My bad. Should have noticed. I see you are using a bubbler also. My thought about timing of testing had to do with CO2. I could be wrong, but with no plants and the bubbler, it doesn't seem like there should be a significant change in the amount of CO2 throughout the day. The tank is currently empty, right ? Maybe try the different test timing just for the heck of it. Sorry, that's all I have.
I just tested the tap water's pH and it was right about 7.6/7.7.
I also tested the tank itself after a water change, with the high range pH and regular pH.
Between them I'd say the pH is higher than 7.6 but lower than 7.8.
So I have no idea what would cause a pH change. I do have a chipped aquarium plant (the weight on the bottom) in there, but I don't think that would cause a pH jump like that. I'm thinking it was a one time thing...

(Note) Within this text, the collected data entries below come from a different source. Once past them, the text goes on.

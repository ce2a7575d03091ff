mod bootstrap;
mod signal;
mod spawn;
mod types;

use std::net::SocketAddr;
use std::path::Path;
use std::sync::Arc;

use orion_error::op_context;
use orion_error::compat_prelude::*;
use orion_error::prelude::*;
use tokio::net::TcpListener;
use tokio_util::sync::CancellationToken;

use tb_config::EngineConfig;
use tb_core::event::Normalizer;

use crate::error::{RuntimeReason, RuntimeResult};
use crate::metrics::RuntimeMetrics;
use crate::sink_build::{Components, SinkFactoryRegistry, build_components};

pub use signal::wait_for_signal;

use bootstrap::{plan_group, resolve_source_dir};
use spawn::{SpawnCtx, Stages, spawn_group, spawn_metrics_task};
use types::TaskGroup;

// ---------------------------------------------------------------------------
// Engine
// ---------------------------------------------------------------------------

/// Running aggregation engine: one reader → shard → committer pipeline per
/// consumer group, all sharing one sink and one offset store.
///
/// Shutdown is cooperative. [`shutdown`](Self::shutdown) stops the readers;
/// [`wait`](Self::wait) then joins the stages in reverse start order so every
/// shard drains its channel and reports before the committers make their
/// final save. Sinks are closed last.
pub struct Engine {
    cancel: CancellationToken,
    metrics_cancel: CancellationToken,
    groups: Vec<TaskGroup>,
    components: Components,
    metrics: Arc<RuntimeMetrics>,
    metrics_addr: Option<SocketAddr>,
}

impl Engine {
    /// Bootstrap from config, building the sink and offset store it names.
    /// Relative paths resolve against `base_dir`.
    pub async fn start(config: EngineConfig, base_dir: &Path) -> RuntimeResult<Self> {
        let components = build_components(&config, &SinkFactoryRegistry::builtin(), base_dir)
            .await
            .owe(RuntimeReason::Bootstrap)?;
        Self::start_with(config, base_dir, components).await
    }

    /// Bootstrap with caller-supplied sink and offset store.
    #[tracing::instrument(name = "engine.start", skip_all, fields(source = %config.source.uri))]
    pub async fn start_with(
        config: EngineConfig,
        base_dir: &Path,
        components: Components,
    ) -> RuntimeResult<Self> {
        let mut op = op_context!("engine-bootstrap").with_auto_log();
        op.record("source", config.source.uri.as_str());
        op.record("base_dir", base_dir.display().to_string().as_str());

        let cancel = CancellationToken::new();
        let metrics_cancel = CancellationToken::new();
        let source_dir = resolve_source_dir(&config, base_dir)?;

        let group_names: Vec<String> = config
            .consumer_groups
            .iter()
            .map(|g| g.name.clone())
            .collect();
        let metrics = Arc::new(RuntimeMetrics::new(&group_names, config.runtime.shards));

        let mut plans = Vec::with_capacity(group_names.len());
        for name in &group_names {
            let plan = plan_group(&config, name, &source_dir, components.offsets.as_ref()).await?;
            plans.push(plan);
        }

        // start order: metrics → committers → shards → readers
        let mut groups: Vec<TaskGroup> = Vec::with_capacity(4);
        let mut metrics_addr = None;
        if config.metrics.enabled {
            let listener = TcpListener::bind(config.metrics.listen.as_str()).await.owe_sys()?;
            metrics_addr = Some(listener.local_addr().owe_sys()?);
            groups.push(spawn_metrics_task(
                Arc::clone(&metrics),
                &config.metrics,
                Some(listener),
                metrics_cancel.clone(),
            ));
        }

        let normalizer = Arc::new(Normalizer::new(config.source.timestamp_format.clone()));
        let mut stages = Stages::new();
        for plan in plans {
            let group_metrics = metrics.group(&plan.name).ok_or_else(|| {
                StructError::from(RuntimeReason::Bootstrap)
                    .with_detail(format!("no metrics registered for group {}", plan.name))
            })?;
            let ctx = SpawnCtx {
                config: &config,
                components: &components,
                normalizer: Arc::clone(&normalizer),
                metrics: group_metrics,
                cancel: &cancel,
            };
            spawn_group(plan, &ctx, &mut stages);
        }
        tb_info!(
            sys,
            groups = group_names.len(),
            readers = stages.readers.len(),
            shards = stages.shards.len(),
            sink = components.sink.name(),
            "engine started"
        );
        groups.push(stages.committers);
        groups.push(stages.shards);
        groups.push(stages.readers);

        op.mark_suc();
        Ok(Self {
            cancel,
            metrics_cancel,
            groups,
            components,
            metrics,
            metrics_addr,
        })
    }

    /// Address of the Prometheus endpoint, when metrics are enabled.
    pub fn metrics_addr(&self) -> Option<SocketAddr> {
        self.metrics_addr
    }

    pub fn metrics(&self) -> Arc<RuntimeMetrics> {
        Arc::clone(&self.metrics)
    }

    /// Stop reading. In-flight events are still folded, finalized and
    /// committed before [`wait`](Self::wait) returns.
    pub fn shutdown(&self) {
        tb_info!(sys, "initiating graceful shutdown");
        self.cancel.cancel();
    }

    /// Join every task group in reverse start order. All groups are joined
    /// even if one fails; the first failure is returned.
    pub async fn wait(mut self) -> RuntimeResult<()> {
        let mut first_err = None;
        while let Some(group) = self.groups.pop() {
            let name = group.name;
            if name == "metrics" {
                self.metrics_cancel.cancel();
            }
            tb_debug!(sys, task_group = name, "waiting for task group to finish");
            if let Err(e) = group.wait().await {
                first_err.get_or_insert(e);
            }
            tb_debug!(sys, task_group = name, "task group finished");
        }

        close_sinks(&self.components).await;
        tb_info!(sys, summary = %self.metrics.summary_line(), "engine stopped");
        first_err.map_or(Ok(()), Err)
    }

    /// Root cancellation token, for wiring external shutdown triggers.
    pub fn cancel_token(&self) -> CancellationToken {
        self.cancel.clone()
    }
}

async fn close_sinks(components: &Components) {
    let sinks = std::iter::once(&components.sink).chain(components.dead_letter.as_ref());
    for sink in sinks {
        if let Err(e) = sink.close().await {
            tb_warn!(conn, sink = sink.name(), error = %e, "sink close failed");
        }
    }
}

I'll just point out a couple of things.
First, the pH of your tap water can change. This is due to your water source. Some cities have more than one source and depending where they get the water it might fluctuate. Some seasonal changes due to spring rain runoffs and such is also possible.
Second, when testing tap water make sure you outgas the CO2. Water running through pipes can collect CO2 and this will add carbonic acid which obviously lowers the pH. Shaking a small jar of tap water very vigorously for a couple minutes should outgas any CO2; then do the pH test.
This is not necessary for tank water as CO2 does outgas over about 24 hours anyway, as far as the tap issue goes. Obviously CO2 is being regularly and continually produced in an aquarium by respiration of fish, bacteria, plants (if present) but even more by the breakdown of organics. So there can be variance during the day from all this, even without plants. It is always advisable to test pH the same time every day, to get a more consistent and accurate reading.
You mentioned cardinals and gourami. While pH is important, the GH is even more important, especially for cardinals which come from very soft water. Do you know the GH (and KH or Alkalinity) of the tap water? This you can get from the supply folks, on their website probably.
GH is water hardness correct? The website for my area says (In a few ways):
-7.5 grains per gallon with a range of 6.7 to 8.5 grains per gallon
-92 milligrams per liter (mg/L)
I decided to go with neons because from my research they are more suited to a slightly larger range of water quality. However the stress from the move took two of them. The others are eating and seem to be doing well.
Well, seems like something is wrong. Since we got them last night, 2 have died. There is now a third one displaying the same issue...floating, but still swimming a bit. Based on the other two, this one will die within the hour. What is going on? My ammonia is at 0, so is nitrite. Nitrate is lower than 5ppm. pH is around 7.8 now. Temp is 80F. And I already stated my GH...so what should I do?
Second issue, how did you acclimate them?
Third, what tank size, and what other fish are in the tank?